(Stored data)
────────
//! Behavior states and their utility scoring.
//!
//! Six closed variants dispatched through `Behavior`. Each holds only
//! behavior-local working data; physics and weapon state live with the
//! environment. Utility functions are pure reads of the `Context` —
//! they must not mutate anything, and the machine relies on that.

use glam::Vec2;
use rand::Rng;
use rand_chacha::ChaCha8Rng;

use corsair_core::constants::*;
use corsair_core::context::Context;
use corsair_core::curves::{desire, fear};
use corsair_core::enums::StateKind;
use corsair_core::sensors::VisibilityProbe;
use corsair_core::types::{heading_from_vec, Command, Waypoint};
use corsair_nav::Navigator;

use crate::gunner::{attack_desirability, Gunner};

/// Mutable surfaces a behavior drives during its tick.
pub struct Actuators<'a> {
    pub navigator: &'a mut Navigator,
    pub gunner: &'a mut Gunner,
    pub command: &'a mut Command,
    pub probe: &'a dyn VisibilityProbe,
    /// Current simulation tick, for the gunner's LOS cache.
    pub tick: u64,
}

/// Aim at the enemy's predicted position and latch fire permissions.
/// Shared by the engaging behaviors (attack, orbit, kite).
fn aim_and_fire(ctx: &Context, act: &mut Actuators) -> Option<f32> {
    let enemy = ctx.enemy?;
    let ek = enemy.kinematics;
    act.gunner.set_target(ek.position, ek.velocity);
    let aim = act
        .gunner
        .intercept_point(&ctx.kinematics, ek.position, ek.velocity);
    let fire = act.gunner.decide_fire(ctx, act.tick, act.probe);
    act.command.fire_primary = fire.primary;
    act.command.fire_secondary = fire.secondary;
    Some(heading_from_vec(aim - ctx.kinematics.position))
}

// ---- Idle ----

/// Hold position and conserve everything.
#[derive(Debug, Default)]
pub struct IdleState;

impl IdleState {
    fn enter(&mut self, act: &mut Actuators) {
        act.navigator.clear_navigation_point();
        act.navigator.clear_facing_override();
        act.gunner.clear_target();
    }

    fn utility(ctx: &Context) -> f32 {
        let mut score = 0.05;
        if ctx.enemies_nearby == 0 {
            score += 0.1;
        }
        // Defensive freeze: both pools low at once.
        score += fear(ctx.health, 0.1) * fear(ctx.shield, 1.0);
        score
    }
}

// ---- Patrol ----

/// Wander between random points while out of combat.
#[derive(Debug, Default)]
pub struct PatrolState {
    target: Option<Vec2>,
}

impl PatrolState {
    fn pick_point(&mut self, ctx: &Context, act: &mut Actuators, rng: &mut ChaCha8Rng) {
        let angle: f32 = rng.gen_range(0.0..std::f32::consts::TAU);
        let range: f32 = rng.gen_range(0.3..1.0) * PATROL_RADIUS;
        let point =
            ctx.kinematics.position + Vec2::new(angle.sin(), angle.cos()) * range;
        self.target = Some(point);
        act.navigator.set_navigation_point(Waypoint::fixed(point), true);
    }

    fn enter(&mut self, ctx: &Context, act: &mut Actuators, rng: &mut ChaCha8Rng) {
        self.pick_point(ctx, act, rng);
    }

    fn tick(&mut self, ctx: &Context, act: &mut Actuators, rng: &mut ChaCha8Rng) {
        let reached = match self.target {
            Some(point) => (point - ctx.kinematics.position).length() <= NAV_ARRIVAL_RADIUS,
            None => true,
        };
        if reached || !act.navigator.has_waypoint() {
            self.pick_point(ctx, act, rng);
        }
    }

    fn exit(&mut self, act: &mut Actuators) {
        self.target = None;
        act.navigator.clear_navigation_point();
    }

    fn utility(ctx: &Context) -> f32 {
        // Binary gate, not a blend: patrol owns peacetime outright.
        if ctx.in_combat {
            0.0
        } else {
            0.95
        }
    }
}

// ---- Evade ----

/// Run directly away from the nearest threat.
#[derive(Debug, Default)]
pub struct EvadeState {
    /// Direction used when no enemy exists to flee from.
    fallback_dir: Option<Vec2>,
}

impl EvadeState {
    fn enter(&mut self, _ctx: &Context, rng: &mut ChaCha8Rng) {
        let angle: f32 = rng.gen_range(0.0..std::f32::consts::TAU);
        self.fallback_dir = Some(Vec2::new(angle.sin(), angle.cos()));
    }

    fn tick(&mut self, ctx: &Context, act: &mut Actuators) {
        let away = match ctx.enemy {
            Some(enemy) => {
                let v = ctx.kinematics.position - enemy.kinematics.position;
                if v.length_squared() > f32::EPSILON {
                    v.normalize()
                } else {
                    self.fallback_dir.unwrap_or(Vec2::new(0.0, 1.0))
                }
            }
            None => self.fallback_dir.unwrap_or(Vec2::new(0.0, 1.0)),
        };
        let flee_point = ctx.kinematics.position + away * FLEE_DISTANCE;
        act.navigator
            .set_navigation_point(Waypoint::fixed(flee_point), true);
        act.navigator.clear_facing_override();
        act.gunner.clear_target();
    }

    fn exit(&mut self, act: &mut Actuators) {
        self.fallback_dir = None;
        act.navigator.clear_navigation_point();
    }

    fn utility(ctx: &Context) -> f32 {
        if !ctx.in_combat && !ctx.incoming_missile {
            return 0.0;
        }
        // Baseline dread scales with how hurt we are.
        let mut score = fear(ctx.health, 0.45) + fear(ctx.shield, 0.25);
        if ctx.outnumbered() {
            score += 0.15;
        }
        if ctx.incoming_missile {
            score += 0.25;
        }
        // Fighting retreat: hull is gone but the shield still holds.
        score += fear(ctx.health, 0.2) * desire(ctx.shield, 1.0);
        // Fleeing nose-first into the enemy is not fleeing.
        score -= 0.15 * ctx.facing_frac();
        score.max(0.0)
    }
}

// ---- Attack ----

/// Close on the enemy and bring weapons to bear.
#[derive(Debug, Default)]
pub struct AttackState;

impl AttackState {
    fn tick(&mut self, ctx: &Context, act: &mut Actuators) {
        let Some(enemy) = ctx.enemy else {
            act.navigator.clear_navigation_point();
            act.navigator.clear_facing_override();
            act.gunner.clear_target();
            return;
        };
        let Some(aim_heading) = aim_and_fire(ctx, act) else {
            return;
        };

        // Hard-face the intercept only when the merge is imminent;
        // otherwise let the nose follow the velocity vector.
        if ctx.enemy_distance <= ATTACK_CLOSE_RANGE || ctx.closing_speed >= ATTACK_CLOSING_FAST {
            act.navigator.set_facing_override(aim_heading);
        } else {
            act.navigator.clear_facing_override();
        }

        let ek = enemy.kinematics;
        act.navigator
            .set_navigation_point(Waypoint::moving(ek.position, ek.velocity), true);
    }

    fn exit(&mut self, act: &mut Actuators) {
        act.navigator.clear_navigation_point();
        act.navigator.clear_facing_override();
        act.gunner.clear_target();
    }

    fn utility(ctx: &Context) -> f32 {
        let Some(enemy) = ctx.enemy else {
            return 0.0;
        };
        let mut score = attack_desirability(ctx);
        // Finish them: weakened pools invite the commit.
        score += fear(0.5 * (enemy.health + enemy.shield), 0.25);
        // Push in when loitering outside the orbit band.
        if ctx.enemy_distance > ORBIT_RADIUS + ORBIT_BAND {
            score += 0.1;
        }
        // Desperation: nothing left to protect.
        score += fear(ctx.health, 0.08);
        score.max(0.0)
    }
}

// ---- Orbit ----

/// Circle the enemy at the preferred radius band.
#[derive(Debug, Default)]
pub struct OrbitState {
    clockwise: bool,
}

impl OrbitState {
    fn enter(&mut self, ctx: &Context, rng: &mut ChaCha8Rng) {
        // Keep turning the way the engagement is already rotating:
        // sign of the planar cross of relative position and velocity.
        self.clockwise = match ctx.enemy {
            Some(enemy) => {
                let rel_vel = ctx.kinematics.velocity - enemy.kinematics.velocity;
                let cross = ctx.to_enemy.x * rel_vel.y - ctx.to_enemy.y * rel_vel.x;
                if cross.abs() < 1e-3 {
                    rng.gen_bool(0.5)
                } else {
                    cross > 0.0
                }
            }
            None => rng.gen_bool(0.5),
        };
    }

    fn tick(&mut self, ctx: &Context, act: &mut Actuators, rng: &mut ChaCha8Rng, dt: f32) {
        let Some(enemy) = ctx.enemy else {
            act.navigator.clear_navigation_point();
            act.navigator.clear_facing_override();
            act.gunner.clear_target();
            return;
        };

        // Occasional stochastic direction flip keeps the orbit unpredictable.
        if rng.gen_bool((dt / ORBIT_FLIP_MEAN_SECS).clamp(0.0, 1.0) as f64) {
            self.clockwise = !self.clockwise;
        }

        if let Some(aim_heading) = aim_and_fire(ctx, act) {
            // Strafing past the target: always face it.
            act.navigator.set_facing_override(aim_heading);
        }

        let wp = act.navigator.compute_orbit_point(
            enemy.kinematics.position,
            ctx.kinematics.position,
            ctx.kinematics.velocity,
            self.clockwise,
            ORBIT_RADIUS,
            ORBIT_LEAD_SECS,
        );
        act.navigator.set_navigation_point(wp, true);
    }

    fn exit(&mut self, act: &mut Actuators) {
        act.navigator.clear_navigation_point();
        act.navigator.clear_facing_override();
        act.gunner.clear_target();
    }

    fn utility(ctx: &Context) -> f32 {
        if ctx.enemy.is_none() {
            return 0.0;
        }
        let mut score = attack_desirability(ctx);
        // Strong pull while inside the good band.
        if (ctx.enemy_distance - ORBIT_RADIUS).abs() <= ORBIT_BAND {
            score += 0.25;
        }
        // No line of sight rewards circling into a flank.
        if !ctx.has_los {
            score += 0.15;
        }
        // Critically hurt ships should pick a committal answer instead.
        score -= fear(ctx.health, 0.2);
        score.max(0.0)
    }
}

// ---- Kite ----

/// Retreat while keeping weapons on the enemy.
#[derive(Debug, Default)]
pub struct KiteState;

impl KiteState {
    fn tick(&mut self, ctx: &Context, act: &mut Actuators) {
        let Some(enemy) = ctx.enemy else {
            act.navigator.clear_navigation_point();
            act.navigator.clear_facing_override();
            act.gunner.clear_target();
            return;
        };

        let pos = ctx.kinematics.position;
        let away_dir = {
            let v = pos - enemy.kinematics.position;
            if v.length_squared() > f32::EPSILON {
                v.normalize()
            } else {
                Vec2::new(0.0, 1.0)
            }
        };
        // Retreat along the blend of "away from the enemy" and
        // "opposite the enemy's velocity" so the leg cuts across its nose.
        let enemy_flow = enemy.kinematics.velocity.normalize_or_zero();
        let mut dir = (away_dir - enemy_flow).normalize_or(away_dir);

        if ctx.enemy_distance < KITE_MIN_RANGE {
            // Too close: double the outward weight.
            dir = (dir + away_dir).normalize_or(away_dir);
        } else if ctx.enemy_distance > KITE_MAX_RANGE {
            // Too far to stay engaged: ease the leg back toward the enemy.
            dir = (dir - away_dir * 1.5).normalize_or(-away_dir);
        }

        act.navigator
            .set_navigation_point(Waypoint::fixed(pos + dir * KITE_STEP), true);

        if let Some(aim_heading) = aim_and_fire(ctx, act) {
            act.navigator.set_facing_override(aim_heading);
        }
    }

    fn exit(&mut self, act: &mut Actuators) {
        act.navigator.clear_navigation_point();
        act.navigator.clear_facing_override();
        act.gunner.clear_target();
    }

    fn utility(ctx: &Context) -> f32 {
        if ctx.enemy.is_none() {
            return 0.0;
        }
        let mut score = 0.5 * (attack_desirability(ctx) + EvadeState::utility(ctx));
        if ctx.enemy_distance < KITE_MIN_RANGE {
            score += 0.2;
        }
        // Cool guns on a hurting ship: shoot while backing off.
        score += fear(ctx.weapon_heat, 0.1) * fear(ctx.health, 1.0);
        // Shield tank posture.
        score += fear(ctx.health, 0.15) * desire(ctx.shield, 1.0);
        // Kiting means guns stay on target.
        score -= 0.1 * (1.0 - ctx.facing_frac());
        score.max(0.0)
    }
}

// ---- Dispatch ----

/// Closed set of behaviors, dispatched by tag.
pub enum Behavior {
    Idle(IdleState),
    Patrol(PatrolState),
    Evade(EvadeState),
    Attack(AttackState),
    Orbit(OrbitState),
    Kite(KiteState),
}

impl Behavior {
    /// All behaviors in declaration (tie-break) order.
    pub fn roster() -> [Behavior; 6] {
        [
            Behavior::Idle(IdleState),
            Behavior::Patrol(PatrolState::default()),
            Behavior::Evade(EvadeState::default()),
            Behavior::Attack(AttackState),
            Behavior::Orbit(OrbitState::default()),
            Behavior::Kite(KiteState),
        ]
    }

    pub fn kind(&self) -> StateKind {
        match self {
            Behavior::Idle(_) => StateKind::Idle,
            Behavior::Patrol(_) => StateKind::Patrol,
            Behavior::Evade(_) => StateKind::Evade,
            Behavior::Attack(_) => StateKind::Attack,
            Behavior::Orbit(_) => StateKind::Orbit,
            Behavior::Kite(_) => StateKind::Kite,
        }
    }

    /// Pure scoring: reads the context, touches nothing.
    pub fn compute_utility(&self, ctx: &Context) -> f32 {
        match self {
            Behavior::Idle(_) => IdleState::utility(ctx),
            Behavior::Patrol(_) => PatrolState::utility(ctx),
            Behavior::Evade(_) => EvadeState::utility(ctx),
            Behavior::Attack(_) => AttackState::utility(ctx),
            Behavior::Orbit(_) => OrbitState::utility(ctx),
            Behavior::Kite(_) => KiteState::utility(ctx),
        }
    }

    pub fn enter(&mut self, ctx: &Context, act: &mut Actuators, rng: &mut ChaCha8Rng) {
        match self {
            Behavior::Idle(s) => s.enter(act),
            Behavior::Patrol(s) => s.enter(ctx, act, rng),
            Behavior::Evade(s) => s.enter(ctx, rng),
            Behavior::Attack(_) | Behavior::Kite(_) => {}
            Behavior::Orbit(s) => s.enter(ctx, rng),
        }
    }

    pub fn exit(&mut self, act: &mut Actuators) {
        match self {
            Behavior::Idle(_) => {}
            Behavior::Patrol(s) => s.exit(act),
            Behavior::Evade(s) => s.exit(act),
            Behavior::Attack(s) => s.exit(act),
            Behavior::Orbit(s) => s.exit(act),
            Behavior::Kite(s) => s.exit(act),
        }
    }

    pub fn tick(&mut self, ctx: &Context, act: &mut Actuators, rng: &mut ChaCha8Rng, dt: f32) {
        match self {
            Behavior::Idle(_) => {}
            Behavior::Patrol(s) => s.tick(ctx, act, rng),
            Behavior::Evade(s) => s.tick(ctx, act),
            Behavior::Attack(s) => s.tick(ctx, act),
            Behavior::Orbit(s) => s.tick(ctx, act, rng, dt),
            Behavior::Kite(s) => s.tick(ctx, act),
        }
    }
}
────────
## What is required
The lines you need are those with the word "fixed"; list them from the entries.

## Exercise response
        act.navigator.set_navigation_point(Waypoint::fixed(point), true);
            .set_navigation_point(Waypoint::fixed(flee_point), true);
            .set_navigation_point(Waypoint::fixed(pos + dir * KITE_STEP), true);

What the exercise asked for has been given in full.